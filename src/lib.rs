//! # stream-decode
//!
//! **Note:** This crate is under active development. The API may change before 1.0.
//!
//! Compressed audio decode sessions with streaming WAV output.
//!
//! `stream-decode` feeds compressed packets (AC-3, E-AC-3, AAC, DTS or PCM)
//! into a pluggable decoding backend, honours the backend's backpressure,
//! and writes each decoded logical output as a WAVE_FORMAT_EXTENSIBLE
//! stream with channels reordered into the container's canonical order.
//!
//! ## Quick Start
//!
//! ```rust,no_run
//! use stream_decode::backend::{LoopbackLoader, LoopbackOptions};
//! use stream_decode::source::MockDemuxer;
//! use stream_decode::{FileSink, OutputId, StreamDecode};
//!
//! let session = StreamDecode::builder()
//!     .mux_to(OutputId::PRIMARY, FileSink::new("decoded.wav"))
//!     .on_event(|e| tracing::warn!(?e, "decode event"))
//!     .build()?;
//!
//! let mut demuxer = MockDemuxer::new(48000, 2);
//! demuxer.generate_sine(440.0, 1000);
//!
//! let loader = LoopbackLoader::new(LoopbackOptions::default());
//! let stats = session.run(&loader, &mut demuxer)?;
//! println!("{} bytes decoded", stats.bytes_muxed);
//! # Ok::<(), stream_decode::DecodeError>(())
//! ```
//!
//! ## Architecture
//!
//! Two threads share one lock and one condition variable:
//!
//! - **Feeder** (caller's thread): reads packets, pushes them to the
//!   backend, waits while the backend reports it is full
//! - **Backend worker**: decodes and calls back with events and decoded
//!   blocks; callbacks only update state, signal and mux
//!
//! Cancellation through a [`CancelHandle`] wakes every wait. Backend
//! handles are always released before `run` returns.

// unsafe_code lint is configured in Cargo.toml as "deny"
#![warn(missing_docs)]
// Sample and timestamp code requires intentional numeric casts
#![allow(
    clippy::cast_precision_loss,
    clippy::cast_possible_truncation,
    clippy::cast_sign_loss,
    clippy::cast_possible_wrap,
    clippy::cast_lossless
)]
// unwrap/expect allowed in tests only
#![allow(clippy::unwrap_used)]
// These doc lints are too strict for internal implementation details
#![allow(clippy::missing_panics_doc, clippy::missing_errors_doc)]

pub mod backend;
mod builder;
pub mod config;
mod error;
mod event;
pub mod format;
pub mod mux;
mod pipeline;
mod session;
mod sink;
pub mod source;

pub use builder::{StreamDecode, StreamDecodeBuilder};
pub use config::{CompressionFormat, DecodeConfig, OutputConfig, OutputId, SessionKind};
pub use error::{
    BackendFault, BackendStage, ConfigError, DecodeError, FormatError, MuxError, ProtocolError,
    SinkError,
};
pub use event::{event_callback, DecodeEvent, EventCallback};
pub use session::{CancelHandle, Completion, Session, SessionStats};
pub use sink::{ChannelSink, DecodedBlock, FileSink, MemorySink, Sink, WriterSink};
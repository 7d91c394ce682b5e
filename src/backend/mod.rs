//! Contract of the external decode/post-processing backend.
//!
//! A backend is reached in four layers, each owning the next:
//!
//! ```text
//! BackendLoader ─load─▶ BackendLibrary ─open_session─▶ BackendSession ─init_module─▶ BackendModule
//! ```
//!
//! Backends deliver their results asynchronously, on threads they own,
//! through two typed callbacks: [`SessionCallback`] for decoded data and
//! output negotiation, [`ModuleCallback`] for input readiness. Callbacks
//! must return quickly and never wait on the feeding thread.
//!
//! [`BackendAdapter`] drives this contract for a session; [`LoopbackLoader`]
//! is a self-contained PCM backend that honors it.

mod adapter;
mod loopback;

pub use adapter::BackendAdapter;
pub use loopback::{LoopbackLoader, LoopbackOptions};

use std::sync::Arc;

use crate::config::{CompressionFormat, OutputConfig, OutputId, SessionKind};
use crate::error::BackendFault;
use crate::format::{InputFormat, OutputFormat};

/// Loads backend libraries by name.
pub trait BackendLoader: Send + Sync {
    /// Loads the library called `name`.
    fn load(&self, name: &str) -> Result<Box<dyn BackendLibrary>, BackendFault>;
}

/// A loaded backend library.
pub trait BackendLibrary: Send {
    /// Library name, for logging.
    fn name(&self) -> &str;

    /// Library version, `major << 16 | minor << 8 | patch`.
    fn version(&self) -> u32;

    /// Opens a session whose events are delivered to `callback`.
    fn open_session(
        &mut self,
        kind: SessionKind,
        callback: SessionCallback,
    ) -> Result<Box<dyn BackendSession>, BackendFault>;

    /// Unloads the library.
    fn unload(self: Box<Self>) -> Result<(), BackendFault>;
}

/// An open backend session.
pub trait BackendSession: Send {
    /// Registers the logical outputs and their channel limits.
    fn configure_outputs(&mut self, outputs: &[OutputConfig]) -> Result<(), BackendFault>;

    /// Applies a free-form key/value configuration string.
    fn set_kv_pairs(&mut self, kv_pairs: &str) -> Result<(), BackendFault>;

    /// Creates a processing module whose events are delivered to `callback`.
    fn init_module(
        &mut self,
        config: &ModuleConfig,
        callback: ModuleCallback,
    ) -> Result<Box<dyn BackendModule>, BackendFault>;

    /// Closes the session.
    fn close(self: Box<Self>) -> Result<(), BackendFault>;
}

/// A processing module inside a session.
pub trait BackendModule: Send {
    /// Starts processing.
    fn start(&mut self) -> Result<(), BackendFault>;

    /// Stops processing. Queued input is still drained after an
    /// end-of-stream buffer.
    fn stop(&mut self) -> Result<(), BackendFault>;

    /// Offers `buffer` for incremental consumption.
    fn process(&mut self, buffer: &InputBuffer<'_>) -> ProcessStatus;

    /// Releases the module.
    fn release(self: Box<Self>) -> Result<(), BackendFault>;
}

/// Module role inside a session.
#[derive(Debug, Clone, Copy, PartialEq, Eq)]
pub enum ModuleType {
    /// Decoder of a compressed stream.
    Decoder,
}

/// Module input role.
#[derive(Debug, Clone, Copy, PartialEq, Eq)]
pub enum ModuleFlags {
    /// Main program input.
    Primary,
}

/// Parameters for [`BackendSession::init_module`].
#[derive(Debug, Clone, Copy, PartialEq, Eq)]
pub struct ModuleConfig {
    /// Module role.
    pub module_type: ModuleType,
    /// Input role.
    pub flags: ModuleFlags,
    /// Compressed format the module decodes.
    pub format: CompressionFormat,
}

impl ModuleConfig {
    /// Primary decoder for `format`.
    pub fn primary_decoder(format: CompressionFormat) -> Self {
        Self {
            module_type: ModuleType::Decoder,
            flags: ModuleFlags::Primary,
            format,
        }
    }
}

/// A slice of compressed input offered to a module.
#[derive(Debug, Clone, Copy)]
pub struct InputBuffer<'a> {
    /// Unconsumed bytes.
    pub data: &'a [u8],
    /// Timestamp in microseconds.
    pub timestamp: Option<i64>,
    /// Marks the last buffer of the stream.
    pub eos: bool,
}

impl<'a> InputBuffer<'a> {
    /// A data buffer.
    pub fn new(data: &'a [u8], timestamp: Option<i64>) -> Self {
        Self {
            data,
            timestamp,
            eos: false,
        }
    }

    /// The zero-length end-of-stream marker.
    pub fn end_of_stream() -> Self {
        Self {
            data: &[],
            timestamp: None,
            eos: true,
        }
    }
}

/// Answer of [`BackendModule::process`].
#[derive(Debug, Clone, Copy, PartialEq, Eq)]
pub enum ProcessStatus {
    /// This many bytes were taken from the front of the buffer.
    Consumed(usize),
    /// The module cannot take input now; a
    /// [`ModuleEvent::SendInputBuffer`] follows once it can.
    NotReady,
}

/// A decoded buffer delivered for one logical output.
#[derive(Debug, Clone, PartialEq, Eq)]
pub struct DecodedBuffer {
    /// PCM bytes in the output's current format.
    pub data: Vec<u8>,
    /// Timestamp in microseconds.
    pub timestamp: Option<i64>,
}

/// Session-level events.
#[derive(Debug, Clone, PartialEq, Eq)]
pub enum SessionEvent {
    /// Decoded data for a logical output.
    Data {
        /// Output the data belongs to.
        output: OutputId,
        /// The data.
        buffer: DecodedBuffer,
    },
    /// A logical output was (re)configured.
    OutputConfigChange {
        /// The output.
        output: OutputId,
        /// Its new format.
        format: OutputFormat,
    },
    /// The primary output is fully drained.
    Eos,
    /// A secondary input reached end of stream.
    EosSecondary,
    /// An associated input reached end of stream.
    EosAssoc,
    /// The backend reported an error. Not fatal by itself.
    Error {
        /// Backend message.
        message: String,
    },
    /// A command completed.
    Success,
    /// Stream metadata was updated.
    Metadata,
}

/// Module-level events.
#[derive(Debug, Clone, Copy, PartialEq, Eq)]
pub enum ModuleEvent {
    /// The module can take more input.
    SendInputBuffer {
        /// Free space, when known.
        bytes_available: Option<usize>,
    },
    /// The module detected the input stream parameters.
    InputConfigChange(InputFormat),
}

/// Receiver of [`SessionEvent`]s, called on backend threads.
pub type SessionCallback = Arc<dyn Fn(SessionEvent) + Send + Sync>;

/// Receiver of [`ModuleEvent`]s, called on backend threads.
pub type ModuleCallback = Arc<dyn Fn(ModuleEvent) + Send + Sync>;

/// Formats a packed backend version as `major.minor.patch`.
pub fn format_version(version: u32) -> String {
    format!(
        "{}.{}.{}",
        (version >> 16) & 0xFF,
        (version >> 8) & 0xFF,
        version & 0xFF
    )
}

[Exercise requirements] Copy all the lines above that hold the string "CompressionFormat".

[Written solution]
pub use config::{CompressionFormat, DecodeConfig, OutputConfig, OutputId, SessionKind};
use crate::config::{CompressionFormat, OutputConfig, OutputId, SessionKind};
    pub format: CompressionFormat,
    pub fn primary_decoder(format: CompressionFormat) -> Self {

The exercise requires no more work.